Сопоставляя различные письменные документы, имеющие отношение к контактам монголов с их соседями (золотоордынские ярлыки, письмо ильхана Аргуна французскому королю Филиппу IV Красивому и т. д.), Котвич приходит к выводу, что на территории Монгольской империи после смерти Чингисхана и распада ее на отдельные улусы не было единого календаря и единой хронологии. На востоке страны календарь был более ориентирован на Китай, на западе ориентация шла на уйгуров, имеются дополнительные пояснения и сопоставления с годами мусульманской эры, вставляются уйгурские названия месяцев наряду с общепринятыми монгольскими[678].
В целом монгольский календарь намного дольше сохранял архаические черты, чем китайский и уйгурский. Китайский календарь был самым древним и основным, на который держали равнение все прочие календари Восточной и Центральной Азии. Чтобы привести в соответствие лунные месяцы и солнечные годы, в Монголии, как и в Китае, своевременно вводили дополнительный месяц каждый третий год. Начиная с середины I тысячелетия до н. э. китайские, вавилонские и греческие астрономы почти одновременно вычислили девятнадцатилетний цикл, известный в астрономии под названием «метоновский цикл», в течение которого семь раз вставлялся 13-й, дополнительный месяц. В результате получалось очень важное лунно-солнечное уравнение: 235 лунных месяцев равнялись 19 солнечным годам. Однако это не было открытием какого-либо конкретного астронома древности, а всего лишь итогом знаний, накопленных тремя ведущими астрономическими системами древнего мира[679]. Тибетский, калмыцкий, монгольский, уйгурский календари вслед за китайским вводили у себя дополнительные месяцы методом удвоения одного из них и дублировали его название (например, удваивался месяц мыши, который получал после этого название «дополнительный, или второй, месяц мыши»). Ввиду отсутствия общих региональных печатных календарей и замкнутости касты астрологов, хранившей все свои знания в тайне, в разных календарных системах Центральной Азии такая операция проделывалась в разные годы и разные месяцы. Отсюда — частичное несоответствие этих календарей друг другу, затрудняющее норою идентификацию дат [680].

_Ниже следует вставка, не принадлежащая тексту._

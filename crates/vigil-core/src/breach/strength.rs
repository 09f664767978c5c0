//! Password strength estimation.

use super::types::PasswordStrength;
use zxcvbn::{zxcvbn, Score};

/// Local, offline strength estimator.
pub trait StrengthEvaluator: Send + Sync {
    fn evaluate(&self, password: &str) -> PasswordStrength;
}

/// Strength estimation backed by zxcvbn.
#[derive(Debug, Default, Clone, Copy)]
pub struct ZxcvbnEvaluator;

impl StrengthEvaluator for ZxcvbnEvaluator {
    fn evaluate(&self, password: &str) -> PasswordStrength {
        if password.is_empty() {
            return PasswordStrength {
                score: 0,
                warning: "Password is empty".to_string(),
                suggestions: Vec::new(),
            };
        }

        let entropy = zxcvbn(password, &[]);
        let score = match entropy.score() {
            Score::Zero => 0,
            Score::One => 1,
            Score::Two => 2,
            Score::Three => 3,
            Score::Four => 4,
            _ => 2,
        };

        let (warning, suggestions) = match entropy.feedback() {
            Some(feedback) => (
                feedback
                    .warning()
                    .map(|w| w.to_string())
                    .unwrap_or_default(),
                feedback
                    .suggestions()
                    .iter()
                    .map(|s| s.to_string())
                    .collect(),
            ),
            None => (String::new(), Vec::new()),
        };

        PasswordStrength {
            score,
            warning,
            suggestions,
        }
    }
}

#[cfg(test)]
mod tests {
    use super::*;

    #[test]
    fn common_password_is_weak() {
        let strength = ZxcvbnEvaluator.evaluate("password");
        assert!(strength.is_weak());
        assert!(!strength.warning.is_empty() || !strength.suggestions.is_empty());
    }

    #[test]
    fn long_random_passphrase_is_strong() {
        let strength = ZxcvbnEvaluator.evaluate("vK7#pQ2m!xR9zLw4@tB8");
        assert_eq!(strength.score, 4);
        assert!(!strength.is_weak());
    }

    #[test]
    fn empty_password_scores_zero() {
        let strength = ZxcvbnEvaluator.evaluate("");
        assert_eq!(strength.score, 0);
    }
}
//! Shared data types for the credential tree.

use chrono::{NaiveDateTime, Utc};

/// Display name of the synthesized root that aggregates every entry.
pub const AGGREGATE_ROOT_NAME: &str = "All Entries";

/// Represents a group (folder) in the database tree.
#[derive(Debug, Clone, PartialEq)]
pub struct Group {
    pub uuid: String,
    pub name: String,
    pub children: Vec<Group>,
    pub entries: Vec<Entry>,
}

/// Represents a password entry.
#[derive(Debug, Clone, PartialEq)]
pub struct Entry {
    pub uuid: String,
    pub title: String,
    pub username: String,
    pub password: String,
    pub url: String,
    pub notes: String,
    pub created: NaiveDateTime,
    pub modified: NaiveDateTime,
}

impl Group {
    /// Create an unsynchronized group. It receives an id on the next export.
    pub fn new(name: impl Into<String>) -> Self {
        Self {
            uuid: String::new(),
            name: name.into(),
            children: Vec::new(),
            entries: Vec::new(),
        }
    }
}

impl Entry {
    /// Create an empty entry for new entry creation.
    pub fn new() -> Self {
        let now = Utc::now().naive_utc();
        Self {
            uuid: String::new(),
            title: String::new(),
            username: String::new(),
            password: String::new(),
            url: String::new(),
            notes: String::new(),
            created: now,
            modified: now,
        }
    }

    /// Stamp the entry as modified now. Call before handing an edited entry back to the tree.
    pub fn touch(&mut self) {
        self.modified = Utc::now().naive_utc();
    }
}

impl Default for Entry {
    fn default() -> Self {
        Self::new()
    }
}

/// Whether `id` has the 32 hex character shape the container library assigns.
pub fn is_well_formed_id(id: &str) -> bool {
    id.len() == 32 && id.bytes().all(|b| b.is_ascii_hexdigit())
}
#[cfg(test)]
mod tests {
    use super::*;

    #[test]
    fn test_rational_round_trip() {
        let (n, d) = rational(1.0 / 0.1154);
        let px = d as f64 / n as f64;
        assert!((px - 0.1154).abs() < 1e-6, "got {px}");
    }

    #[test]
    fn test_rational_large_value_fits() {
        let (n, d) = rational(1.0e7);
        assert!(d >= 1);
        assert!(((n as f64 / d as f64) - 1.0e7).abs() < 1.0);
    }

    #[test]
    fn test_layout_is_aligned_and_contiguous() {
        let shape = VolumeShape::new(2, 2, 3, 10, 12);
        let layout = TiffLayout::plan(shape, PixelType::U16, "ImageJ=1.11a\n", false);
        assert!(!layout.big);
        assert_eq!(layout.data_offset % TIFF_DATA_ALIGNMENT, 0);
        assert_eq!(layout.plane_bytes, 10 * 12 * 2);
        assert_eq!(layout.data_len(), 12 * 240);
        assert_eq!(layout.timepoint_bytes(), 6 * 240);
    }

    #[test]
    fn test_header_length_matches_plan() {
        let shape = VolumeShape::new(1, 2, 3, 4, 5);
        let calibration = Calibration::default();
        let description = imagej_description(shape, &calibration);
        for big in [false, true] {
            let layout = TiffLayout::plan(shape, PixelType::U16, &description, big);
            let mut buf = Vec::new();
            layout.write_header(&mut buf, &description, &calibration).unwrap();
            let last_ifd = *layout.ifd_offsets.last().unwrap();
            let last_page = layout.ifd_offsets.len() as u64 - 1;
            assert_eq!(buf.len() as u64, last_ifd + ifd_len(entry_count(last_page), big));
            assert!(buf.len() as u64 <= layout.data_offset);
        }
    }

    /// Declared entry counts and tags match what each IFD actually holds.
    #[test]
    fn test_ifd_entries_match_declared_count() {
        let shape = VolumeShape::new(1, 1, 2, 3, 3);
        let calibration = Calibration::default();
        let description = imagej_description(shape, &calibration);
        let layout = TiffLayout::plan(shape, PixelType::F32, &description, false);
        let mut buf = Vec::new();
        layout.write_header(&mut buf, &description, &calibration).unwrap();

        let u16_at = |at: usize| u16::from_le_bytes([buf[at], buf[at + 1]]);
        let u32_at = |at: usize| u32::from_le_bytes([buf[at], buf[at + 1], buf[at + 2], buf[at + 3]]);
        for (page, &offset) in layout.ifd_offsets.iter().enumerate() {
            let offset = offset as usize;
            let count = u16_at(offset) as usize;
            assert_eq!(count as u64, entry_count(page as u64));
            let tags: Vec<u16> = (0..count).map(|i| u16_at(offset + 2 + 12 * i)).collect();
            assert!(tags.windows(2).all(|w| w[0] < w[1]), "{tags:?}");
            assert_eq!(tags.last(), Some(&TAG_SAMPLE_FORMAT));
            assert_eq!(tags.contains(&TAG_IMAGE_DESCRIPTION), page == 0);
            let common: Vec<u16> = tags.into_iter().filter(|&t| t != TAG_IMAGE_DESCRIPTION).collect();
            assert_eq!(common, IFD_TAGS);
            let next = u32_at(offset + 2 + 12 * count) as u64;
            let expected = layout.ifd_offsets.get(page + 1).copied().unwrap_or(0);
            assert_eq!(next, expected);
        }
    }

    #[test]
    fn test_description_round_trip() {
        let mut calibration = Calibration {
            z_step_um: 0.75,
            frame_interval_s: 2.5,
            description: "two\nlines".into(),
            channel_labels: vec!["488".into(), "561".into()],
            ..Default::default()
        };
        calibration.metadata.insert("scan_step_size_px".into(), "3".into());
        let text = imagej_description(VolumeShape::new(4, 2, 5, 8, 8), &calibration);
        let header = parse_imagej_description(&text).unwrap();
        assert_eq!(header.images, Some(40));
        assert_eq!((header.frames, header.channels, header.slices), (4, 2, 5));
        assert_eq!(header.spacing, Some(0.75));
        assert_eq!(header.finterval, Some(2.5));
        assert_eq!(header.description.as_deref(), Some("two lines"));
        assert_eq!(header.labels, vec!["488", "561"]);
        assert_eq!(header.info["scan_step_size_px"], "3");
    }

    #[test]
    fn test_non_imagej_description() {
        assert!(parse_imagej_description("hello").is_none());
    }
}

До 1911 г. в Монголии действовали практически два малоотличавшихся друг от друга календаря: гражданский, китайский и церковный, тибетский. Помимо общей основы (животное, элемент, цвет, название месяца) к китайскому добавлялся девиз (или титул) правящего императора и месяцы расписывались по временам года. С 1911 г., после провозглашения автономии Монголии, китайский календарь был отвергнут вообще, остался только тибетский, к которому на календарях, издаваемых Астрологической академией (Зурхай дацан) монастыря Гандантекчинлинг в г. Урга (нынешний Улан-Батор), добавлялись слова: «первый год провозглашения независимости», «второй год провозглашения независимости», и т. д. Эти слова сохранялись и после победы народной революции 1921 г., вплоть до 1924 г., когда в качестве государственного был принят общеевропейский григорианский календарь[681]. У южных монголов, оставшихся в составе Китая, продолжал действовать китайский, гражданский календарь, сохранявший свою силу вплоть до введения по всему Китаю в 1912 г. григорианского календаря.
Новогодние празднества.
Праздник Нового года по-монгольски называется «Цагаан сар», что переводится как «Белый месяц». Цагаан сар — это и сам праздник наступления Нового года, и первый месяц года, который открывает весну. Происхождение названия объясняют по-разному. Версия первая: белым этот месяц называется потому, что в эти дни все вокруг покрыто снегом. Версия вторая: в это голодное время года происходит разгул злых сил, и, чтобы их задобрить, месяц называют «белым», что согласно древней цветовой символике монголов означает «счастье», «счастливый месяц». Версия третья: белый он потому, что в этом месяце едят только «белое» — молочные продукты (цагаан идээ).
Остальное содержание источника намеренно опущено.